Element Assignment Character, Prop & Line Requirements
At the Kickoff Event we will announce a character, a prop and a line of dialogue just a few minutes before the Official Filmmaking Period begins.
These elements must be included in your film.
The elements will vary from city to city, but in each location ALL teams will have the same required elements. It's up to each team to decide how to integrate them into their own film. Teams compete for most creative use of these elements.
Examples of Previous Characters
Charles or Charlene Crosby, Grocery Store Employee Saint Louis, Missouri 2010
Scott or Scarlett Johnston, Storyteller Baltimore, Maryland 2008
Ted or Thelma Butler, Personal Assistant San Antonio, Texas 2007
Cornelius or Connie Sharkey, Marine Biologist Dublin, Ireland 2014
Examples of Previous Props
a sign Albuquerque, New Mexico 2007
a keychain Orlando, Florida 2008
a rubber band Kansas City, Missouri 2009
a tire or wheel Little Rock, Arkansas 2010
Examples of Previous Lines
From now on, I call the shots. Inland Empire, California 2012
You remind me of my uncle. Oklahoma City, Oklahoma 2014
That's not right. Denver, Colorado 2011
Terrific. That is just terrific. Orlando, Florida 2013
The required line of dialogue must be heard or seen - it may be written. It may be in a foreign language; however if it is not clear that this is the required line, it should be translated.
The required character does not have to be the star, but we must actually see him/her on the screen. Name tags, etc. are not necessary so long as the audience can infer who he/she is.

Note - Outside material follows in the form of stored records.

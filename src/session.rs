use std::io::BufRead;

use chrono::{DateTime, Utc};
use log::info;
use serde::{Deserialize, Serialize};
use uuid::Uuid;

use crate::error::CoachError;
use crate::feedback::{Feedback, GenerateFeedback};
use crate::questions::{Difficulty, Question, QuestionBank};

#[derive(Serialize, Deserialize, Clone, Copy, Debug, PartialEq, Eq)]
pub enum SessionState {
    AwaitingQuestion,
    AwaitingResponse,
    Analyzing,
    Recorded,
    Terminated,
}

/// Free-text input for one turn, as collected by the IO layer.
///
/// The `exit` sentinel wins over anything already typed for the turn:
/// partially entered lines are discarded, never recorded.
#[derive(Clone, Debug, PartialEq, Eq)]
pub enum ResponseInput {
    Text(String),
    Exit,
}

impl ResponseInput {
    /// Collects lines until a blank line ends the response. A line that
    /// is `exit` in any casing aborts the turn immediately. An already
    /// exhausted input source (closed stdin, end of a piped script)
    /// counts as the sentinel too, so the loop cannot spin on empty
    /// responses it will never stop receiving.
    pub fn read_from(reader: impl BufRead) -> std::io::Result<Self> {
        let mut lines: Vec<String> = Vec::new();
        let mut saw_input = false;
        for line in reader.lines() {
            let line = line?;
            saw_input = true;
            if line.eq_ignore_ascii_case("exit") {
                return Ok(ResponseInput::Exit);
            }
            if line.trim().is_empty() {
                break;
            }
            lines.push(line);
        }
        if !saw_input {
            return Ok(ResponseInput::Exit);
        }
        Ok(ResponseInput::Text(lines.join("\n")))
    }
}

/// One completed turn. The question is a copy of the catalog template;
/// the template itself is never written to.
#[derive(Serialize, Deserialize, Clone, Debug)]
pub struct SessionTurn {
    pub question: Question,
    pub user_response: String,
    pub feedback: String,
    pub recorded_at: DateTime<Utc>,
}

#[derive(Clone, Debug, PartialEq, Eq)]
pub enum TurnOutcome {
    Recorded(Feedback),
    Terminated,
}

/// Drives one practice session: pulls questions from the bank, hands
/// responses to the feedback generator, and accumulates the record.
/// Difficulty is fixed once at construction and never re-prompted.
pub struct InterviewSession<G> {
    session_id: Uuid,
    bank: QuestionBank,
    difficulty: Option<Difficulty>,
    generator: G,
    record: Vec<SessionTurn>,
    state: SessionState,
}

impl<G: GenerateFeedback> InterviewSession<G> {
    pub fn new(bank: QuestionBank, difficulty: Option<Difficulty>, generator: G) -> Self {
        let session_id = Uuid::new_v4();
        info!(
            "🎬 Starting practice session {} (difficulty: {})",
            session_id,
            difficulty.map_or("any", |d| d.as_str())
        );
        Self {
            session_id,
            bank,
            difficulty,
            generator,
            record: Vec::new(),
            state: SessionState::AwaitingQuestion,
        }
    }

    pub fn session_id(&self) -> Uuid {
        self.session_id
    }

    pub fn state(&self) -> SessionState {
        self.state
    }

    pub fn is_active(&self) -> bool {
        self.state != SessionState::Terminated
    }

    pub fn record(&self) -> &[SessionTurn] {
        &self.record
    }

    /// Selects the next question for this turn. `NoQuestionsAvailable`
    /// is fatal to session setup and surfaces to the caller.
    pub fn next_question(&mut self) -> Result<Question, CoachError> {
        let question = self.bank.select_next(self.difficulty)?;
        self.state = SessionState::AwaitingResponse;
        Ok(question)
    }

    /// Runs the analyze-and-record half of a turn. On the exit sentinel
    /// the session terminates with nothing appended for this turn.
    pub async fn complete_turn(&mut self, question: &Question, input: ResponseInput) -> TurnOutcome {
        match input {
            ResponseInput::Exit => {
                self.state = SessionState::Terminated;
                info!(
                    "Session {} terminated after {} completed turns",
                    self.session_id,
                    self.record.len()
                );
                TurnOutcome::Terminated
            }
            ResponseInput::Text(response) => {
                self.state = SessionState::Analyzing;
                let feedback = self.generator.generate(question, &response).await;
                self.save_response(question.clone(), response, feedback.text());
                self.state = SessionState::AwaitingQuestion;
                TurnOutcome::Recorded(feedback)
            }
        }
    }

    /// Appends a turn with the given strings exactly as passed.
    pub fn save_response(&mut self, question: Question, response: String, feedback: String) {
        self.record.push(SessionTurn {
            question,
            user_response: response,
            feedback,
            recorded_at: Utc::now(),
        });
        self.state = SessionState::Recorded;
    }
}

The required prop must be seen, and it should be used in your film in some way.
Adherence to Assignment
Did you know judges base part of their scores on a film’s adherence to assignment? This refers to the genre and required elements.
Elements in Credits Do Not Count
The required elements must appear in the story of your film. Use of the elements only in the end credits will NOT fulfill the requirement.